Collected data entries:
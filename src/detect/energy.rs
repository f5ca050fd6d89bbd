// Energy windowing
// Splits a mono signal into fixed 50 ms windows and measures mean absolute amplitude

/// Window length in seconds, independent of difficulty
pub const WINDOW_SECS: f64 = 0.05;

/// One analysis window of the mono signal
#[derive(Debug, Clone, Copy, PartialEq)]
pub struct EnergyWindow {
    /// Index of the first sample in the window
    pub start: usize,

    /// Actual number of samples (the last window may be shorter)
    pub len: usize,

    /// Mean absolute amplitude over `len` samples
    pub mean_abs: f64,
}

/// Nominal window length in samples: round(sample_rate * 0.05), at least 1
pub fn window_samples(sample_rate: u32) -> usize {
    ((sample_rate as f64 * WINDOW_SECS).round() as usize).max(1)
}

/// Mean of |x| over `samples`, 0.0 for an empty slice
pub fn mean_abs(samples: &[f32]) -> f64 {
    if samples.is_empty() {
        return 0.0;
    }
    let sum: f64 = samples.iter().map(|s| s.abs() as f64).sum();
    sum / samples.len() as f64
}

/// Iterate over consecutive, non-overlapping energy windows
pub fn windows(samples: &[f32], sample_rate: u32) -> impl Iterator<Item = EnergyWindow> + '_ {
    let size = window_samples(sample_rate);
    samples
        .chunks(size)
        .enumerate()
        .map(move |(n, chunk)| EnergyWindow {
            start: n * size,
            len: chunk.len(),
            mean_abs: mean_abs(chunk),
        })
}

#[cfg(test)]
mod tests {
    use super::*;

    #[test]
    fn test_window_samples() {
        assert_eq!(window_samples(44100), 2205);
        assert_eq!(window_samples(48000), 2400);
        // 22050 * 0.05 = 1102.5 rounds up
        assert_eq!(window_samples(22050), 1103);
        assert_eq!(window_samples(1), 1);
    }

    #[test]
    fn test_mean_abs() {
        assert_eq!(mean_abs(&[]), 0.0);
        assert!((mean_abs(&[0.5, -0.5, 1.0, -1.0]) - 0.75).abs() < 1e-12);
    }

    #[test]
    fn test_partial_window_uses_actual_length() {
        // 100 Hz -> 5 samples per window; 7 samples gives one full and one partial window
        let samples = vec![0.0, 0.0, 0.0, 0.0, 0.0, 1.0, -1.0];
        let windows: Vec<_> = windows(&samples, 100).collect();

        assert_eq!(windows.len(), 2);
        assert_eq!(windows[0].start, 0);
        assert_eq!(windows[0].len, 5);
        assert_eq!(windows[0].mean_abs, 0.0);

        assert_eq!(windows[1].start, 5);
        assert_eq!(windows[1].len, 2);
        assert_eq!(windows[1].mean_abs, 1.0);
    }

    #[test]
    fn test_empty_signal_has_no_windows() {
        assert_eq!(windows(&[], 44100).count(), 0);
    }
}
use clap::{Parser, Subcommand};
use std::path::PathBuf;
use std::process::ExitCode;

use beatchart_lib::commands::{self, ConfigSource, DetectChartInput};
use beatchart_lib::detect::Difficulty;

#[derive(Parser, Debug)]
#[command(author, version, about = "Generate rhythm game note charts from WAV files")]
struct Args {
    #[command(subcommand)]
    command: Command,
}

#[derive(Subcommand, Debug)]
enum Command {
    /// Detect beats in a WAV file and write a note chart
    Detect {
        input: PathBuf,

        /// Chart output path (defaults to the input path with a .txt extension)
        #[arg(short, long)]
        output: Option<PathBuf>,

        /// easy, normal or hard
        #[arg(short, long)]
        difficulty: Option<Difficulty>,

        /// Sensitivity over the average volume
        #[arg(long)]
        threshold: Option<f64>,

        /// Minimum gap between notes in milliseconds
        #[arg(long)]
        min_interval_ms: Option<u32>,

        /// JSON file with `threshold` and/or `min_interval_ms`
        #[arg(long)]
        config: Option<PathBuf>,

        /// Append a JSONL trace of the pipeline stages
        #[arg(long)]
        trace: Option<PathBuf>,

        /// Print the chart to stdout instead of writing a file
        #[arg(long)]
        stdout: bool,

        /// Print the full result as JSON
        #[arg(long)]
        json: bool,
    },

    /// List the difficulty presets
    Presets,
}

#[tokio::main]
async fn main() -> ExitCode {
    env_logger::Builder::from_env(env_logger::Env::default().default_filter_or("info")).init();

    let args = Args::parse();
    match args.command {
        Command::Presets => {
            for (difficulty, config) in commands::list_presets() {
                println!(
                    "{:<8} threshold={} min_interval_ms={}",
                    difficulty, config.threshold, config.min_interval_ms
                );
            }
            ExitCode::SUCCESS
        }
        Command::Detect {
            input,
            output,
            difficulty,
            threshold,
            min_interval_ms,
            config,
            trace,
            stdout,
            json,
        } => {
            let output_path = if stdout {
                None
            } else {
                Some(output.unwrap_or_else(|| input.with_extension("txt")))
            };

            let request = DetectChartInput {
                audio_path: input,
                output_path,
                trace_path: trace,
                config: ConfigSource {
                    config_file: config,
                    difficulty,
                    threshold,
                    min_interval_ms,
                },
            };

            match commands::detect_chart(request).await {
                Ok(result) => {
                    if json {
                        match serde_json::to_string_pretty(&result) {
                            Ok(text) => println!("{}", text),
                            Err(e) => {
                                log::error!("Failed to serialize result: {}", e);
                                return ExitCode::FAILURE;
                            }
                        }
                    } else if stdout {
                        println!("{}", result.chart_text);
                    }
                    ExitCode::SUCCESS
                }
                Err(e) => {
                    log::error!("{}", e);
                    ExitCode::FAILURE
                }
            }
        }
    }
}
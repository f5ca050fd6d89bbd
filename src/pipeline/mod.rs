// Pipeline execution and monitoring module
// Orchestrates the waveform-to-chart pipeline

pub mod run;
pub mod trace;

pub use run::{detect_file, detect_notes, detect_wav_bytes, run_pipeline, ChartRun, PipelineError};
pub use trace::{read_trace_file, Stage, TraceBuilder, TraceEntry, TraceError, TraceWriter};
use proc_macro2::TokenStream;
use syn::{parse_quote, GenericParam, Generics, Type, WhereClause, WherePredicate};

pub(crate) fn add_where_bound(wc: &mut WhereClause, ty: &Type, bound: TokenStream) {
    let pred: WherePredicate = parse_quote!(#ty: #bound);
    wc.predicates.push(pred);
}

/// Reject lifetime parameters and require `'static` on type parameters.
///
/// Every destination is reached through `Any`, so borrowed types cannot be decoded into.
pub(crate) fn static_generics(generics: &Generics) -> syn::Result<Generics> {
    if let Some(lt) = generics.lifetimes().next() {
        return Err(syn::Error::new_spanned(
            lt,
            "`Form` cannot be derived for types with lifetime parameters",
        ));
    }
    let mut out = generics.clone();
    let params: Vec<_> = generics
        .params
        .iter()
        .filter_map(|param| match param {
            GenericParam::Type(tp) => Some(tp.ident.clone()),
            _ => None,
        })
        .collect();
    let wc = out.make_where_clause();
    for ident in params {
        wc.predicates.push(parse_quote!(#ident: 'static));
    }
    Ok(out)
}
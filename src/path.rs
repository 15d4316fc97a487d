use crate::error::{ErrorCode, FormError};

/// One unit of a form path.
///
/// `Tags[0].Name` yields `Field("Tags")`, `Index("0")`, `Field("Name")`.
#[derive(Debug, Clone, Copy, PartialEq, Eq)]
pub enum Segment<'p> {
    /// A dot-delimited field name.
    Field(&'p str),
    /// The raw text between brackets; empty for the `name[]` marker.
    Index(&'p str),
}

/// How the closing bracket of an index/key segment is found.
#[derive(Debug, Clone, Copy, PartialEq, Eq, Default)]
pub enum Brackets {
    /// The first `]` closes the segment.
    #[default]
    FirstClose,
    /// Nested `[`/`]` pairs are balanced, so `Map[a[b]]` yields the key `a[b]`.
    ///
    /// Used when the cursor is a mapping, which is the only place a key may contain brackets.
    Balanced,
}

/// Pull-style tokenizer over a form path.
///
/// Segments are produced one at a time so the caller can choose the bracket rule for each
/// step from the cell it is currently positioned on. Iterating directly uses
/// [`Brackets::FirstClose`] throughout.
///
/// ```
/// use formpath::{PathTokens, Segment};
///
/// let segs: Vec<_> = PathTokens::new("A.B[0].C").collect::<Result<_, _>>().unwrap();
/// assert_eq!(
///     segs,
///     [Segment::Field("A"), Segment::Field("B"), Segment::Index("0"), Segment::Field("C")]
/// );
/// ```
#[derive(Debug, Clone)]
pub struct PathTokens<'p> {
    path: &'p str,
    pos: usize,
}

impl<'p> PathTokens<'p> {
    /// Tokenize `path`.
    #[must_use]
    pub const fn new(path: &'p str) -> Self {
        Self { path, pos: 0 }
    }

    /// The full path being tokenized.
    #[must_use]
    pub const fn path(&self) -> &'p str {
        self.path
    }

    /// Whether the path ends with the empty-index marker `[]`.
    #[must_use]
    pub fn per_value(&self) -> bool {
        self.path.ends_with("[]")
    }

    /// Produce the next segment, or `None` once the path is exhausted.
    ///
    /// # Errors
    ///
    /// Returns [`ErrorCode::ArrayIndex`] when a `[` has no matching `]`. The tokenizer is
    /// exhausted afterwards.
    pub fn next_segment(&mut self, brackets: Brackets) -> Result<Option<Segment<'p>>, FormError> {
        let bytes = self.path.as_bytes();
        loop {
            let Some(&first) = bytes.get(self.pos) else {
                return Ok(None);
            };
            match first {
                b'.' => self.pos += 1,
                b'[' => return self.bracket(brackets).map(Some),
                _ => {
                    let start = self.pos;
                    let end = bytes[start..]
                        .iter()
                        .position(|&b| b == b'.' || b == b'[')
                        .map_or(bytes.len(), |off| start + off);
                    self.pos = if bytes.get(end) == Some(&b'.') {
                        end + 1
                    } else {
                        end
                    };
                    return Ok(Some(Segment::Field(&self.path[start..end])));
                }
            }
        }
    }

    fn bracket(&mut self, brackets: Brackets) -> Result<Segment<'p>, FormError> {
        let bytes = self.path.as_bytes();
        let open = self.pos + 1;
        let mut depth = 0usize;
        let mut at = open;
        loop {
            match bytes.get(at) {
                None => {
                    self.pos = bytes.len();
                    return Err(unclosed(&self.path[open..]));
                }
                Some(b'[') if brackets == Brackets::Balanced => depth += 1,
                Some(b']') if depth == 0 => break,
                Some(b']') => depth -= 1,
                Some(_) => {}
            }
            at += 1;
        }
        self.pos = at + 1;
        // `A[0].B` and `A[0]B` address the same cell.
        if bytes.get(self.pos) == Some(&b'.') {
            self.pos += 1;
        }
        Ok(Segment::Index(&self.path[open..at]))
    }
}

impl<'p> Iterator for PathTokens<'p> {
    type Item = Result<Segment<'p>, FormError>;

    fn next(&mut self) -> Option<Self::Item> {
        self.next_segment(Brackets::FirstClose).transpose()
    }
}

#[cold]
fn unclosed(rest: &str) -> FormError {
    FormError::new(
        ErrorCode::ArrayIndex,
        format!("unclosed bracket before `{rest}`"),
    )
    .skippable()
}
#![no_main]

use std::collections::HashMap;

use libfuzzer_sys::fuzz_target;

use formpath::{DecodeOptions, Decoder, Dynamic, Form, FormValues};

#[derive(Form, Default)]
struct Inner {
    name: String,
    flags: [bool; 4],
}

#[derive(Form, Default)]
struct Target {
    id: i64,
    ratio: f32,
    inner: Inner,
    items: Vec<Inner>,
    by_name: HashMap<String, Vec<u8>>,
    by_id: HashMap<u16, Option<Inner>>,
    open: Dynamic,
}

fn fuzz_options(ignore_unknown_keys: bool) -> DecodeOptions {
    DecodeOptions {
        ignore_unknown_keys,
        max_container_size: Some(1 << 10),
        ..DecodeOptions::default()
    }
}

// Input: lines of `path=value`; the first byte picks the options.
fuzz_target!(|data: &[u8]| {
    let Some((&mode, rest)) = data.split_first() else {
        return;
    };
    let Ok(text) = std::str::from_utf8(rest) else {
        return;
    };
    let mut values = FormValues::new();
    for line in text.lines().take(64) {
        let (path, value) = line.split_once('=').unwrap_or((line, ""));
        values.append(path, value);
    }

    let decoder = Decoder::new(fuzz_options(mode & 1 == 1));
    let mut target = Target::default();
    if let Err(err) = decoder.decode(&values, &mut target) {
        let _ = err.code();
        let _ = err.to_string();
    }
});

## What this task involves
Your task is to repeat the records exactly. Begin at their first line and stop after the line containing "in the window".

## Your response
filename src/detect/energy.rs
repository f5ca050fd6d89bbd
// Energy windowing
// Splits a mono signal into fixed 50 ms windows and measures mean absolute amplitude

/// Window length in seconds, independent of difficulty
pub const WINDOW_SECS: f64 = 0.05;

/// One analysis window of the mono signal
#[derive(Debug, Clone, Copy, PartialEq)]
pub struct EnergyWindow {
    /// Index of the first sample in the window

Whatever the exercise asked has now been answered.